- Born: Ricardo Cisneros July 22, 1980 (age 46) Chicago, Illinois
- Origin: U.S., Ecuador
- Genres: Urban, Latin, Pop
- Occupations: Singer-songwriter, musician, record producer
- Instruments: Vocals, guitar, piano
- Website: www.rickycmusica.com

= Ricky C =

American singer

Ricardo Cisneros (born July 22, 1980), known by his stage name Ricky C, is an American-born Latin pop recording artist. Ricky C is a singer, songwriter, dancer, music composer, music producer, and sound engineer. He records and writes in both English and Spanish.

== Early life ==
Son of Ecuadorian parents, Ricky C was born in Chicago and raised in Miami, Florida. Ricky's father, Segundo Cisneros, was a Latin singer who released multiple albums and performed worldwide. His father introduced Ricky to music at a young age. At 17, Ricky C decided to pursue music professionally and he began his career under the tutelage of his father.

== Music career ==
In 1998, Ricky C signed with Tower Records for a distribution deal for two albums. In 2002, Ricky C toured South America and the UK. In 2006, Ricky's father/manager dies from cancer. The following year, Ricky C began working with music producer Humberto "Humby" Viana for Miami-based label Sculvia Entertainment. Together they wrote and produced "Otro Amor" which caught the attention of Universal Music Latin Entertainment/Machete Music.
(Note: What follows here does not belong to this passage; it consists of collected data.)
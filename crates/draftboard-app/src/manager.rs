// Session store and the operations exposed to callers.
//
// Sessions live behind a map lock (held only for lookup, insert and
// removal) and their own mutex (held for the whole of one operation), so
// different sessions progress concurrently while one session's mutations
// are strictly serialized.

use std::collections::HashMap;
use std::sync::Arc;
use std::time::Duration;

use chrono::{DateTime, Utc};
use draftboard_core::draft::{DraftOrder, DraftSettings, DraftState, PickOrderTable, PickSchedule};
use draftboard_core::policy::{AutoPickPolicy, CpuPolicy, PolicyMode};
use draftboard_core::pool::PlayerPoolProvider;
use draftboard_core::valuation::ValuationEngine;
use draftboard_core::ScoringFormat;
use tokio::sync::{watch, Mutex, RwLock};
use tokio::task::JoinHandle;
use tracing::{debug, info, warn};
use uuid::Uuid;

use crate::config::Config;
use crate::error::SessionError;
use crate::live::LiveDraftProvider;
use crate::protocol::{
    CpuPickResult, PollResult, PositionFilter, RosterSlotView, SortKey, StartRequest,
    StartResponse, StateView, UserPickResult, VonaMap,
};
use crate::session::{LiveLink, Session, SessionKind, SessionParts};

/// Largest league a session accepts.
const MAX_TEAMS: usize = 32;
const MAX_ROUNDS: u32 = 50;

/// How `wait_for_user_turn` ended.
#[derive(Debug, Clone, Copy, PartialEq, Eq)]
pub enum WaitOutcome {
    UserTurn,
    DraftComplete,
    /// The session was closed or evicted while waiting.
    Cancelled,
}

pub struct SessionManager {
    sessions: RwLock<HashMap<String, Arc<Mutex<Session>>>>,
    pool: Arc<dyn PlayerPoolProvider>,
    live: Arc<dyn LiveDraftProvider>,
    config: Config,
}
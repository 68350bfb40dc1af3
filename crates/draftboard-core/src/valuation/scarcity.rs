// Positional scarcity: how steeply VORP falls after the best player left at
// each skill position.

use crate::draft::state::DraftState;
use crate::player::{PlayerId, Position};

/// Drop-off from the best to the second-best available VORP at one position.
#[derive(Debug, Clone, Copy, PartialEq)]
pub struct PositionDropoff {
    pub position: Position,
    /// Best available player at the position.
    pub top: PlayerId,
    /// Zero when only one player remains.
    pub dropoff: f64,
}

/// Drop-off for every skill position that still has an available player,
/// in QB/RB/WR/TE order.
pub fn position_dropoffs(state: &DraftState) -> Vec<PositionDropoff> {
    Position::SKILL
        .iter()
        .filter_map(|&position| {
            let mut vorps: Vec<(PlayerId, f64)> = state
                .available_players()
                .filter(|p| p.position == position)
                .map(|p| (p.id, state.vorp(p.id)))
                .collect();
            vorps.sort_by(|a, b| b.1.total_cmp(&a.1));

            let (top, top_vorp) = *vorps.first()?;
            let dropoff = vorps.get(1).map(|(_, v)| top_vorp - v).unwrap_or(0.0);
            Some(PositionDropoff {
                position,
                top,
                dropoff,
            })
        })
        .collect()
}

/// The best player at the position with the largest drop-off. The earliest
/// position wins ties.
pub fn scarcity_leader(state: &DraftState) -> Option<PlayerId> {
    let mut best: Option<PositionDropoff> = None;
    for d in position_dropoffs(state) {
        match best {
            Some(b) if d.dropoff <= b.dropoff => {}
            _ => best = Some(d),
        }
    }
    best.map(|d| d.top)
}

#[cfg(test)]
mod tests {
    use super::*;
    use crate::draft::roster::RosterTemplate;
    use crate::draft::schedule::DraftOrder;
    use crate::draft::state::DraftSettings;
    use crate::player::{FormatValues, PlayerPool, PlayerRow, ScoringFormat};
    use crate::valuation::vorp::ValuationEngine;
    use std::sync::Arc;

    fn row(name: &str, pos: Position, pts: f64) -> PlayerRow {
        PlayerRow {
            display_name: name.into(),
            position: pos,
            external_id: None,
            points: FormatValues {
                std: Some(pts),
                half_ppr: None,
                ppr: None,
            },
            adp: FormatValues::default(),
        }
    }

    fn valued_state(rows: Vec<PlayerRow>) -> DraftState {
        let mut state = DraftState::new(
            Arc::new(PlayerPool::from_rows(rows)),
            DraftSettings {
                format: ScoringFormat::Standard,
                team_count: 1,
                round_count: 5,
                order: DraftOrder::Snake,
            },
        )
        .unwrap();
        ValuationEngine::new(RosterTemplate::default(), 1)
            .refresh(&mut state)
            .unwrap();
        state
    }

    #[test]
    fn leader_is_top_of_steepest_position() {
        let state = valued_state(vec![
            row("Rb A", Position::RunningBack, 250.0),
            row("Rb B", Position::RunningBack, 245.0),
            row("Te A", Position::TightEnd, 200.0),
            row("Te B", Position::TightEnd, 120.0),
        ]);
        assert_eq!(scarcity_leader(&state), Some(PlayerId(2)));
    }

    #[test]
    fn single_player_has_zero_dropoff() {
        let state = valued_state(vec![row("Qb A", Position::Quarterback, 300.0)]);
        let d = position_dropoffs(&state);
        assert_eq!(d.len(), 1);
        assert_eq!(d[0].dropoff, 0.0);
        assert_eq!(scarcity_leader(&state), Some(PlayerId(0)));
    }

    #[test]
    fn no_skill_players_means_no_leader() {
        let state = valued_state(vec![row("K A", Position::Kicker, 140.0)]);
        assert_eq!(scarcity_leader(&state), None);
    }
}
Notable performances include the Latin Billboard Awards Showcase with ASCAP, the National Anthem for the New Orleans Saints and the Los Angeles Lakers, God Bless America for the Atlanta Braves, the Calle Ocho Carnival Festival, and the WPOW Beach House concert. Ricky C has been featured in Billboard, ASCAP Playback Magazine, and was signed as a spokesperson for the Tobacco Free Florida campaign. Ricky C's Spanish-language debut single "Otro Amor" was released on August 24, 2010, on iTunes and Amazon.com. The music video of "Otro Amor" is played on vevo, YouTube, mun2, and Htv. The song peaked at number 12 on the Latin Billboard's Tropical Chart on June 11, 2011. In December 2009, Ricky was featured in the official remix to Nelly Furtado's second Spanish-album single "Más". Early 2011, Ricky C participated on two songs on Jon Secada's Spanish-pop album Otra Vez. "No Puedo Olvidarte" and "Dimension". Both songs were written and produced by Ricky Cisneros and Humberto "Humby" Viana. For the song "Dimension" that Ricky C is featured on, the pads were done by Miami-based producer Yrakly "Blayd" Lemus.